Friday, January 30, 2015
Death From The Woods by Brigitte Aubert
Elise Andrioli had it all: beautiful, managing a bustling movie theatre, engaged to be married, and surrounded by friends. But when a terrorist bomb shatters her world, leaving her suffering from 'lock-in' syndrome, she must be taken back to her family home near Paris.
But back in the quiet suburb, Elise' new life doesn't begin in tranquility. Young boys keep disappearing in the local forest, only to be discovered days later, dead and horribly mutilated. The murderer is swiftly given the grisly name of 'Death from the Woods'.
One morning, while waiting in her wheelchair outside a supermarket, Elise is approached by a strange little girl named Virginie, who confides to her that she was present when Death from the Woods murdered Michael, a little boy reported missing several days earlier. Later that afternoon, Michael's death is confirmed on the local news. All too soon, Virginie will inform Elise that she herself is a target.
I must confess that I only read Death From The Woods after I checked that reviews on this title are mostly positive. I bought this book quite a few months ago and since it didn't get sold in the flea market, I decided to give it a try.
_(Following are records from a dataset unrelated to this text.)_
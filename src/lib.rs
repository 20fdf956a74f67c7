//! Output pin driver for the STM32F1 general-purpose I/O ports.
//!
//! The driver takes a port's register block and a pin index, packs the pin's
//! 4-bit configuration into the split CRL/CRH configuration registers, and then
//! changes the pin's level through the atomic set/reset registers. On top of
//! that it can generate free-running waveforms, either on one pin or on every
//! pin of three ports at once for probing a board with an oscilloscope.
//!
//! Everything above the register access is architecture-independent, so it can
//! be tested on the host against the simulated port in `sim`.

#![cfg_attr(not(any(test, feature = "std")), no_std)]

pub mod config;
pub mod gpio;
pub mod led;
pub mod port;
pub mod regs;
pub mod util;
pub mod wave;

#[cfg(any(test, feature = "std"))]
pub mod sim;

cfg_if::cfg_if! {
    if #[cfg(target_os = "none")] {
        pub mod board;
    }
}

pub use config::{BlinkConfig, InputStyle, OutputStyle, PinConfig, Speed};
pub use led::{Led, PinError, PinMasks};
pub use port::Port;
pub use regs::{PortRegisters, Reg, RegisterBlock};

/// Number of pins in one port.
pub const PINS_PER_PORT: u8 = 16;
//! Register-level view of one GPIO port.
//!
//! The driver never touches memory directly; it names a register with `Reg`
//! and goes through `PortRegisters`. `RegisterBlock` is the real thing, an
//! overlay on the memory-mapped port, while tests substitute `sim::SimPort`.

use core::cell::UnsafeCell;
use core::mem::{offset_of, size_of};
use core::ptr::{read_volatile, write_volatile};

/// The seven registers of a port, in address order.
#[derive(Copy, Clone, Debug, Eq, PartialEq)]
pub enum Reg {
    /// Configuration for pins 0-7, one nibble each.
    Crl,
    /// Configuration for pins 8-15, one nibble each.
    Crh,
    /// Input data (low 16 bits).
    Idr,
    /// Output data (low 16 bits).
    Odr,
    /// Bit set/reset. Low half sets output bits, high half clears them.
    Bsrr,
    /// Bit reset. Low half clears output bits.
    Brr,
    /// Configuration lock (17 bits).
    Lckr,
}

impl Reg {
    pub const ALL: [Reg; 7] = [
        Reg::Crl,
        Reg::Crh,
        Reg::Idr,
        Reg::Odr,
        Reg::Bsrr,
        Reg::Brr,
        Reg::Lckr,
    ];

    /// Byte offset of the register from the port base.
    pub const fn offset(self) -> usize {
        match self {
            Reg::Crl => 0x00,
            Reg::Crh => 0x04,
            Reg::Idr => 0x08,
            Reg::Odr => 0x0C,
            Reg::Bsrr => 0x10,
            Reg::Brr => 0x14,
            Reg::Lckr => 0x18,
        }
    }

    /// Word index of the register from the port base.
    pub const fn index(self) -> usize {
        self.offset() / 4
    }
}

/// Access to one port's registers.
///
/// Each call is exactly one access of the named register. Nothing is cached
/// and nothing is combined: a read-modify-write exists only where the caller
/// spells it out as a `read` followed by a `write`.
pub trait PortRegisters {
    fn read(&self, reg: Reg) -> u32;
    fn write(&self, reg: Reg, value: u32);
}

impl<T: PortRegisters + ?Sized> PortRegisters for &T {
    #[inline]
    fn read(&self, reg: Reg) -> u32 {
        (**self).read(reg)
    }

    #[inline]
    fn write(&self, reg: Reg, value: u32) {
        (**self).write(reg, value)
    }
}

/// Overlay of a GPIO port's memory-mapped registers.
///
/// There is no way to construct one of these by value; they only exist as
/// references produced by `RegisterBlock::at`.
#[repr(C)]
pub struct RegisterBlock {
    crl: UnsafeCell<u32>,
    crh: UnsafeCell<u32>,
    idr: UnsafeCell<u32>,
    odr: UnsafeCell<u32>,
    bsrr: UnsafeCell<u32>,
    brr: UnsafeCell<u32>,
    lckr: UnsafeCell<u32>,
}

// Each access is a single volatile load or store, which the bus performs
// indivisibly. Sequences of accesses are the caller's to serialize.
unsafe impl Sync for RegisterBlock {}

const _: () = {
    assert!(offset_of!(RegisterBlock, crl) == Reg::Crl.offset());
    assert!(offset_of!(RegisterBlock, crh) == Reg::Crh.offset());
    assert!(offset_of!(RegisterBlock, idr) == Reg::Idr.offset());
    assert!(offset_of!(RegisterBlock, odr) == Reg::Odr.offset());
    assert!(offset_of!(RegisterBlock, bsrr) == Reg::Bsrr.offset());
    assert!(offset_of!(RegisterBlock, brr) == Reg::Brr.offset());
    assert!(offset_of!(RegisterBlock, lckr) == Reg::Lckr.offset());
    assert!(size_of::<RegisterBlock>() == 0x1C);
};

impl RegisterBlock {
    /// Overlays a register block on the port whose registers start at `base`.
    ///
    /// This has no side effects and checks nothing.
    ///
    /// # Safety
    ///
    /// `base` must be the word-aligned address of a GPIO port's register
    /// block (or of seven words of memory standing in for one), valid for
    /// volatile access for all of `'a`. For a real port, the port's clock must
    /// be running before any register is touched.
    pub unsafe fn at<'a>(base: usize) -> &'a RegisterBlock {
        &*(base as *const RegisterBlock)
    }

    fn cell(&self, reg: Reg) -> *mut u32 {
        match reg {
            Reg::Crl => self.crl.get(),
            Reg::Crh => self.crh.get(),
            Reg::Idr => self.idr.get(),
            Reg::Odr => self.odr.get(),
            Reg::Bsrr => self.bsrr.get(),
            Reg::Brr => self.brr.get(),
            Reg::Lckr => self.lckr.get(),
        }
    }
}

impl PortRegisters for RegisterBlock {
    #[inline]
    fn read(&self, reg: Reg) -> u32 {
        // Safety: the cell lies inside the block `at` was promised.
        unsafe { read_volatile(self.cell(reg)) }
    }

    #[inline]
    fn write(&self, reg: Reg, value: u32) {
        // Safety: as above.
        unsafe { write_volatile(self.cell(reg), value) }
    }
}
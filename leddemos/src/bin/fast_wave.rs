//! Toggles the LED pin as fast as a loop can, for a look with a scope.

#![no_std]
#![no_main]

#[cfg(feature = "panic-halt")]
extern crate panic_halt;
#[cfg(feature = "panic-itm")]
extern crate panic_itm;

use cortex_m::iprintln;
use stm32f1::stm32f103 as device;

use bluepill_led::{board, wave};

#[cortex_m_rt::entry]
fn main() -> ! {
    let mut cp = cortex_m::Peripherals::take().unwrap();
    let p = device::Peripherals::take().unwrap();

    board::enable_gpio_clocks(&p.RCC);

    let cfg = leddemos::led_config();
    // Safety: clocks are on, and we're the only code running.
    let led = unsafe { board::led(&cfg) };

    iprintln!(&mut cp.ITM.stim[0], "square wave on P{:?}{}", cfg.port, cfg.pin);

    wave::fast_waveform(&led)
}
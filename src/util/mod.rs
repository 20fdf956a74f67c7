//! Utility code; candidates for factoring out.

pub mod port_lock;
Death From the Woods is different that the perspective of the story comes from a young woman who is unable to see, talk, walk and move. She is totally dependent on others and relies very much on conversations and sounds from the surrounding in order to know what is happening around her. The only thing she can move was initially an index finger but as the book progressed, she can move one whole arm but as the book ends, she is still unable to function on any other parts of her limbs and certainly not her visual and her vocals.
The book has its comic moment as Elise was quite comical in her own way. It was funny when she had beer for the first time in years and her horror to having to have another cup of herbal tea yet again. And the time when she was in a car trip and she fell off her seat and stayed that way without having the ability to communicate her predicament to her fellow travelers, that was quite classic.
All in all, Death From the Wood is different and Death itself was quite predictable if you pay attention to the little details although the author tried to confused you in one way or another. I am quite glad I give it a try.